▶ PROBLEM DESCRIPTION: Transcribe the whole listing exactly.

▶ EXTRACTED ENTRIES:

#[cfg(test)]
mod tests {
    use super::*;
    use std::io::Write;
    use tempfile::NamedTempFile;

    fn write_csv(lines: &[&str]) -> NamedTempFile {
        let mut file = NamedTempFile::new().unwrap();
        for line in lines {
            writeln!(file, "{}", line).unwrap();
        }
        file
    }

    const ACTIVITY_HEADER: &str = "Id,ActivityDate,TotalSteps,TotalDistance,TrackerDistance,VeryActiveMinutes,FairlyActiveMinutes,LightlyActiveMinutes,SedentaryMinutes,Calories";
    const SLEEP_HEADER: &str = "Id,SleepDay,TotalSleepRecords,TotalMinutesAsleep,TotalTimeInBed";
    const WEIGHT_HEADER: &str = "Id,Date,WeightKg,WeightPounds,Fat,BMI,IsManualReport,LogId";

    #[test]
    fn test_date_format_discards_time_of_day() {
        let parsed = DateFormat::MonthDayYear12h
            .parse("4/12/2016 11:59:59 PM")
            .unwrap();
        assert_eq!(parsed.date(), NaiveDate::from_ymd_opt(2016, 4, 12).unwrap());

        let plain = DateFormat::MonthDayYear.parse("5/1/2016").unwrap();
        assert_eq!(plain.date(), NaiveDate::from_ymd_opt(2016, 5, 1).unwrap());
        assert!(DateFormat::MonthDayYear.parse("2016-05-01").is_err());
    }

    #[test]
    fn test_load_activity() {
        let file = write_csv(&[
            ACTIVITY_HEADER,
            "1503960366,4/12/2016,13162,8.5,8.5,25,13,328,728,1985",
            "1503960366,4/13/2016,0,0,0,0,0,0,1440,1200",
            "1624580081,4/12/2016,,1.2,1.2,0,0,50,1200,1500",
        ]);

        let records = load_activity(file.path()).unwrap();
        assert_eq!(records.len(), 3);
        assert_eq!(records[0].user_id, 1503960366);
        assert_eq!(records[0].date, NaiveDate::from_ymd_opt(2016, 4, 12).unwrap());
        assert_eq!(records[0].total_steps, Some(13162));
        assert_eq!(records[0].total_distance_km, Some(8.5));
        assert_eq!(records[0].very_active_minutes, Some(25));
        assert_eq!(records[0].sedentary_minutes, Some(728));
        assert_eq!(records[1].total_steps, Some(0));
        assert_eq!(records[2].total_steps, None);
    }

    #[test]
    fn test_load_activity_rejects_bad_date() {
        let file = write_csv(&[
            ACTIVITY_HEADER,
            "1503960366,4/12/2016,13162,8.5,8.5,25,13,328,728,1985",
            "1503960366,2016-04-13,0,0,0,0,0,0,1440,1200",
        ]);

        match load_activity(file.path()) {
            Err(AnalysisError::Parse { row, column, .. }) => {
                assert_eq!(row, 2);
                assert_eq!(column, "ActivityDate");
            }
            other => panic!("expected parse error, got {:?}", other),
        }
    }

    #[test]
    fn test_load_activity_rejects_bad_number() {
        let file = write_csv(&[
            ACTIVITY_HEADER,
            "1503960366,4/12/2016,lots,8.5,8.5,25,13,328,728,1985",
        ]);

        match load_activity(file.path()) {
            Err(AnalysisError::Parse { row, column, .. }) => {
                assert_eq!(row, 1);
                assert_eq!(column, "TotalSteps");
            }
            other => panic!("expected parse error, got {:?}", other),
        }
    }

    #[test]
    fn test_load_activity_rejects_missing_column() {
        let file = write_csv(&["Id,ActivityDate", "1503960366,4/12/2016"]);
        let err = load_activity(file.path()).unwrap_err();
        assert!(matches!(err, AnalysisError::Parse { row: 0, .. }));
    }

    #[test]
    fn test_load_sleep_drops_exact_duplicates() {
        let file = write_csv(&[
            SLEEP_HEADER,
            "8378563200,4/12/2016 12:00:00 AM,1,338,356",
            "8378563200,4/12/2016 12:00:00 AM,1,338,356",
            "8378563200,4/13/2016 12:00:00 AM,1,338,356",
            "8378563200,4/14/2016 12:00:00 AM,1,400,420",
            "8378563200,4/14/2016 12:00:00 AM,1,401,420",
        ]);

        let records = load_sleep(file.path()).unwrap();
        assert_eq!(records.len(), 4);

        let april_12 = NaiveDate::from_ymd_opt(2016, 4, 12).unwrap();
        assert_eq!(records.iter().filter(|r| r.date() == april_12).count(), 1);
        // Same day but different minutes is not an exact duplicate
        let april_14 = NaiveDate::from_ymd_opt(2016, 4, 14).unwrap();
        assert_eq!(records.iter().filter(|r| r.date() == april_14).count(), 2);
    }

    #[test]
    fn test_dedup_rows_is_idempotent() {
        let frame = polars::df!(
            "Id" => ["1", "1", "1", "1"],
            "SleepDay" => ["4/12/2016 12:00:00 AM"; 4],
            "TotalMinutesAsleep" => ["300", "300", "310", "300"],
        )
        .unwrap();
        let columns: Vec<String> = frame
            .get_column_names()
            .iter()
            .map(|name| name.to_string())
            .collect();

        let once = dedup_rows(&frame, &columns).unwrap();
        let twice = dedup_rows(&once, &columns).unwrap();
        assert_eq!(once.height(), 2);
        let minutes: Vec<Option<&str>> = once
            .column("TotalMinutesAsleep")
            .unwrap()
            .str()
            .unwrap()
            .into_iter()
            .collect();
        assert_eq!(minutes, vec![Some("300"), Some("310")]);
        assert!(once.equals_missing(&twice));
    }

    #[test]
    fn test_load_sleep_reports_file_row_after_dedup() {
        let file = write_csv(&[
            SLEEP_HEADER,
            "8378563200,4/12/2016 12:00:00 AM,1,338,356",
            "8378563200,4/12/2016 12:00:00 AM,1,338,356",
            "8378563200,4/13/2016 12:00:00 AM,1,many,356",
        ]);

        match load_sleep(file.path()) {
            Err(AnalysisError::Parse { row, column, .. }) => {
                assert_eq!(row, 3);
                assert_eq!(column, "TotalMinutesAsleep");
            }
            other => panic!("expected parse error, got {:?}", other),
        }
    }

    #[test]
    fn test_load_weight() {
        let file = write_csv(&[
            WEIGHT_HEADER,
            "1503960366,5/2/2016 11:59:59 PM,52.599998474121101,115.963147,22,22.649999618530298,True,1462233599000",
            "1927972279,4/13/2016 1:08:52 AM,133.5,294.31712,,47.540000915527301,False,1460509732000",
        ]);

        let records = load_weight(file.path()).unwrap();
        assert_eq!(records.len(), 2);
        assert_eq!(records[0].date(), NaiveDate::from_ymd_opt(2016, 5, 2).unwrap());
        assert_eq!(records[0].is_manual_report, Some(true));
        assert!((records[0].bmi.unwrap() - 22.65).abs() < 1e-6);
        assert_eq!(records[1].is_manual_report, Some(false));
        assert_eq!(records[1].log_id, Some(1460509732000));
        assert_eq!(records[1].weight_kg, Some(133.5));
    }
}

▶ EXPECTED ANSWER:
#[cfg(test)]
mod tests {
    use super::*;
    use std::io::Write;
    use tempfile::NamedTempFile;

    fn write_csv(lines: &[&str]) -> NamedTempFile {
        let mut file = NamedTempFile::new().unwrap();
        for line in lines {
            writeln!(file, "{}", line).unwrap();
        }
        file
    }

    const ACTIVITY_HEADER: &str = "Id,ActivityDate,TotalSteps,TotalDistance,TrackerDistance,VeryActiveMinutes,FairlyActiveMinutes,LightlyActiveMinutes,SedentaryMinutes,Calories";
    const SLEEP_HEADER: &str = "Id,SleepDay,TotalSleepRecords,TotalMinutesAsleep,TotalTimeInBed";
    const WEIGHT_HEADER: &str = "Id,Date,WeightKg,WeightPounds,Fat,BMI,IsManualReport,LogId";

    #[test]
    fn test_date_format_discards_time_of_day() {
        let parsed = DateFormat::MonthDayYear12h
            .parse("4/12/2016 11:59:59 PM")
            .unwrap();
        assert_eq!(parsed.date(), NaiveDate::from_ymd_opt(2016, 4, 12).unwrap());

        let plain = DateFormat::MonthDayYear.parse("5/1/2016").unwrap();
        assert_eq!(plain.date(), NaiveDate::from_ymd_opt(2016, 5, 1).unwrap());
        assert!(DateFormat::MonthDayYear.parse("2016-05-01").is_err());
    }

    #[test]
    fn test_load_activity() {
        let file = write_csv(&[
            ACTIVITY_HEADER,
            "1503960366,4/12/2016,13162,8.5,8.5,25,13,328,728,1985",
            "1503960366,4/13/2016,0,0,0,0,0,0,1440,1200",
            "1624580081,4/12/2016,,1.2,1.2,0,0,50,1200,1500",
        ]);

        let records = load_activity(file.path()).unwrap();
        assert_eq!(records.len(), 3);
        assert_eq!(records[0].user_id, 1503960366);
        assert_eq!(records[0].date, NaiveDate::from_ymd_opt(2016, 4, 12).unwrap());
        assert_eq!(records[0].total_steps, Some(13162));
        assert_eq!(records[0].total_distance_km, Some(8.5));
        assert_eq!(records[0].very_active_minutes, Some(25));
        assert_eq!(records[0].sedentary_minutes, Some(728));
        assert_eq!(records[1].total_steps, Some(0));
        assert_eq!(records[2].total_steps, None);
    }

    #[test]
    fn test_load_activity_rejects_bad_date() {
        let file = write_csv(&[
            ACTIVITY_HEADER,
            "1503960366,4/12/2016,13162,8.5,8.5,25,13,328,728,1985",
            "1503960366,2016-04-13,0,0,0,0,0,0,1440,1200",
        ]);

        match load_activity(file.path()) {
            Err(AnalysisError::Parse { row, column, .. }) => {
                assert_eq!(row, 2);
                assert_eq!(column, "ActivityDate");
            }
            other => panic!("expected parse error, got {:?}", other),
        }
    }

    #[test]
    fn test_load_activity_rejects_bad_number() {
        let file = write_csv(&[
            ACTIVITY_HEADER,
            "1503960366,4/12/2016,lots,8.5,8.5,25,13,328,728,1985",
        ]);

        match load_activity(file.path()) {
            Err(AnalysisError::Parse { row, column, .. }) => {
                assert_eq!(row, 1);
                assert_eq!(column, "TotalSteps");
            }
            other => panic!("expected parse error, got {:?}", other),
        }
    }

    #[test]
    fn test_load_activity_rejects_missing_column() {
        let file = write_csv(&["Id,ActivityDate", "1503960366,4/12/2016"]);
        let err = load_activity(file.path()).unwrap_err();
        assert!(matches!(err, AnalysisError::Parse { row: 0, .. }));
    }

    #[test]
    fn test_load_sleep_drops_exact_duplicates() {
        let file = write_csv(&[
            SLEEP_HEADER,
            "8378563200,4/12/2016 12:00:00 AM,1,338,356",
            "8378563200,4/12/2016 12:00:00 AM,1,338,356",
            "8378563200,4/13/2016 12:00:00 AM,1,338,356",
            "8378563200,4/14/2016 12:00:00 AM,1,400,420",
            "8378563200,4/14/2016 12:00:00 AM,1,401,420",
        ]);

        let records = load_sleep(file.path()).unwrap();
        assert_eq!(records.len(), 4);

        let april_12 = NaiveDate::from_ymd_opt(2016, 4, 12).unwrap();
        assert_eq!(records.iter().filter(|r| r.date() == april_12).count(), 1);
        // Same day but different minutes is not an exact duplicate
        let april_14 = NaiveDate::from_ymd_opt(2016, 4, 14).unwrap();
        assert_eq!(records.iter().filter(|r| r.date() == april_14).count(), 2);
    }

    #[test]
    fn test_dedup_rows_is_idempotent() {
        let frame = polars::df!(
            "Id" => ["1", "1", "1", "1"],
            "SleepDay" => ["4/12/2016 12:00:00 AM"; 4],
            "TotalMinutesAsleep" => ["300", "300", "310", "300"],
        )
        .unwrap();
        let columns: Vec<String> = frame
            .get_column_names()
            .iter()
            .map(|name| name.to_string())
            .collect();

        let once = dedup_rows(&frame, &columns).unwrap();
        let twice = dedup_rows(&once, &columns).unwrap();
        assert_eq!(once.height(), 2);
        let minutes: Vec<Option<&str>> = once
            .column("TotalMinutesAsleep")
            .unwrap()
            .str()
            .unwrap()
            .into_iter()
            .collect();
        assert_eq!(minutes, vec![Some("300"), Some("310")]);
        assert!(once.equals_missing(&twice));
    }

    #[test]
    fn test_load_sleep_reports_file_row_after_dedup() {
        let file = write_csv(&[
            SLEEP_HEADER,
            "8378563200,4/12/2016 12:00:00 AM,1,338,356",
            "8378563200,4/12/2016 12:00:00 AM,1,338,356",
            "8378563200,4/13/2016 12:00:00 AM,1,many,356",
        ]);

        match load_sleep(file.path()) {
            Err(AnalysisError::Parse { row, column, .. }) => {
                assert_eq!(row, 3);
                assert_eq!(column, "TotalMinutesAsleep");
            }
            other => panic!("expected parse error, got {:?}", other),
        }
    }

    #[test]
    fn test_load_weight() {
        let file = write_csv(&[
            WEIGHT_HEADER,
            "1503960366,5/2/2016 11:59:59 PM,52.599998474121101,115.963147,22,22.649999618530298,True,1462233599000",
            "1927972279,4/13/2016 1:08:52 AM,133.5,294.31712,,47.540000915527301,False,1460509732000",
        ]);

        let records = load_weight(file.path()).unwrap();
        assert_eq!(records.len(), 2);
        assert_eq!(records[0].date(), NaiveDate::from_ymd_opt(2016, 5, 2).unwrap());
        assert_eq!(records[0].is_manual_report, Some(true));
        assert!((records[0].bmi.unwrap() - 22.65).abs() < 1e-6);
        assert_eq!(records[1].is_manual_report, Some(false));
        assert_eq!(records[1].log_id, Some(1460509732000));
        assert_eq!(records[1].weight_kg, Some(133.5));
    }
}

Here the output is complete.